Review: Intensive blood pressure control reduces stroke, but not mortality or MI, in type 2 diabetes

A meta-analysis compared five studies (including the ACCORD trial) that treated adults with type 2 diabetes with antihypertensive therapies to achieve prespecified blood pressure targets.


A meta-analysis compared five studies (including the ACCORD trial) that treated adults with type 2 diabetes with antihypertensive therapies to achieve prespecified blood pressure (BP) targets. Intensive BP targets were found to reduce stroke but not mortality or myocardial infarction (MI), and in the one trial that reported details of adverse events, the intensive group had higher rates of serious adverse events.

The study was published by Archives of Internal Medicine (now JAMA Internal Medicine) on Sept. 24. The following commentary by ACP Member Louise Moist, MD, was published in the ACP Journal Club section of the Jan. 15 Annals of Internal Medicine.

More intensive BP control was the goal for patients with diabetes until the recent ACCORD study reported minimal benefit and increased risk for harm.

The meta-analysis by McBrien and colleagues found no reduction in MI or mortality and a small reduction in stroke with intensive BP targets. In the 5 studies analyzed, BP targets varied in the intensive (SBP [systolic BP]< 120 mm Hg, DBP [diastolic BP] ≤ 75 to 80 mm Hg) and standard groups (SBP < 140 mm Hg, DBP ≤ 85 to 90 mm Hg), making conclusions difficult. Only 1 study (ACCORD-BP with target SBP < 120 mm Hg) robustly examined adverse events. No conclusions can be made about SBP targets between 120 and 140 mm Hg, a continued area of controversy in practice and current BP guidelines.

Overall, this meta-analysis does not add any new information beyond the ACCORD study and includes all of its limitations. Not all patients in these [randomized, controlled trials] had a diagnosis of hypertension, and in most the indication to treat was for cardiovascular protection. Accordingly, baseline BP varied substantially among studies. The authors report an association between baseline BP and effect of BP lowering, suggesting that the effect of BP lowering may be greater with higher baseline BP. This highlights an important practice point: BP targets differ from BP thresholds (the criteria used to decide when to initiate therapy), and both are important in management of hypertension and in the interpretation of the targets.

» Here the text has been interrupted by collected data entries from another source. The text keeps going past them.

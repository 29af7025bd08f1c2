use crate::error::StorefrontError;
use crate::orders::{Order, OrderBook};
use serde::{Deserialize, Serialize};

/// Prices are in the smallest currency unit (poisha).
#[derive(Debug, Clone, PartialEq, Eq, Serialize, Deserialize)]
#[serde(rename_all = "camelCase")]
pub struct CartLine {
    pub product_id: String,
    pub name: String,
    pub unit_price: u64,
    pub quantity: u32,
}

impl CartLine {
    #[must_use]
    pub fn total(&self) -> u64 {
        self.unit_price.saturating_mul(u64::from(self.quantity))
    }
}

#[derive(Debug, Clone, Default, PartialEq, Eq, Serialize, Deserialize)]
pub struct Cart {
    lines: Vec<CartLine>,
}

impl Cart {
    #[must_use]
    pub fn new() -> Self {
        Self::default()
    }

    /// Adds a line; a product already in the cart has its quantity increased instead.
    /// Zero-quantity lines are ignored.
    pub fn add(&mut self, line: CartLine) {
        if line.quantity == 0 {
            return;
        }
        match self.lines.iter_mut().find(|l| l.product_id == line.product_id) {
            Some(existing) => existing.quantity = existing.quantity.saturating_add(line.quantity),
            None => self.lines.push(line),
        }
    }

    /// Sets the quantity of a product already in the cart; zero removes it.
    pub fn set_quantity(&mut self, product_id: &str, quantity: u32) -> Result<(), StorefrontError> {
        if quantity == 0 {
            return if self.remove(product_id) { Ok(()) } else { Err(not_in_cart(product_id)) };
        }
        let line = self
            .lines
            .iter_mut()
            .find(|l| l.product_id == product_id)
            .ok_or_else(|| not_in_cart(product_id))?;
        line.quantity = quantity;
        Ok(())
    }

    /// Returns whether the product was in the cart.
    pub fn remove(&mut self, product_id: &str) -> bool {
        let before = self.lines.len();
        self.lines.retain(|l| l.product_id != product_id);
        self.lines.len() != before
    }

    pub fn clear(&mut self) {
        self.lines.clear();
    }

    #[must_use]
    pub fn lines(&self) -> &[CartLine] {
        &self.lines
    }

    #[must_use]
    pub fn is_empty(&self) -> bool {
        self.lines.is_empty()
    }

    /// Total number of units across all lines.
    #[must_use]
    pub fn item_count(&self) -> u32 {
        self.lines.iter().fold(0, |acc, l| acc.saturating_add(l.quantity))
    }

    #[must_use]
    pub fn subtotal(&self) -> u64 {
        self.lines.iter().fold(0, |acc, l| acc.saturating_add(l.total()))
    }

    /// Turns the cart into an order for `user_id`, records it and empties the cart.
    ///
    /// The cart is left untouched if recording fails.
    pub fn checkout(&mut self, book: &OrderBook, user_id: &str) -> Result<Order, StorefrontError> {
        if self.is_empty() {
            return Err(StorefrontError::EmptyCart { context: Some(user_id.to_owned().into()) });
        }

        let order = Order::new(self.lines.clone());
        book.add_user_order(user_id, order.clone())?;
        self.clear();

        tracing::info!(user_id, order_id = %order.id, total = order.total, "Order placed");
        Ok(order)
    }
}

fn not_in_cart(product_id: &str) -> StorefrontError {
    StorefrontError::NotFound {
        message: format!("product '{product_id}'").into(),
        context: Some("Cart".into()),
    }
}

#[cfg(test)]
mod tests {
    use super::*;

    fn line(id: &str, price: u64, quantity: u32) -> CartLine {
        CartLine { product_id: id.to_owned(), name: id.to_uppercase(), unit_price: price, quantity }
    }

    #[test]
    fn add_merges_same_product() {
        let mut cart = Cart::new();
        cart.add(line("ssd", 5_000, 1));
        cart.add(line("ssd", 5_000, 2));
        cart.add(line("ram", 3_000, 1));
        cart.add(line("fan", 900, 0));

        assert_eq!(cart.lines().len(), 2);
        assert_eq!(cart.item_count(), 4);
        assert_eq!(cart.subtotal(), 18_000);
    }

    #[test]
    fn set_quantity_zero_removes() {
        let mut cart = Cart::new();
        cart.add(line("ssd", 5_000, 1));

        cart.set_quantity("ssd", 3).unwrap();
        assert_eq!(cart.item_count(), 3);

        cart.set_quantity("ssd", 0).unwrap();
        assert!(cart.is_empty());
        assert!(cart.set_quantity("ssd", 1).is_err());
    }
}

The analysis also does not inform us on important patient subgroups, including the elderly and patients with significant kidney disease and/or proteinuria. The results of this review cannot be extrapolated to these subgroups, which have higher risks for harm.

The review by McBrien and colleagues will probably not affect practice beyond the known results of the ACCORD study. It does not address SBP targets < 130 mm Hg, rather than < 120 mm Hg, and leaves opportunity for further studies to examine these unmet needs.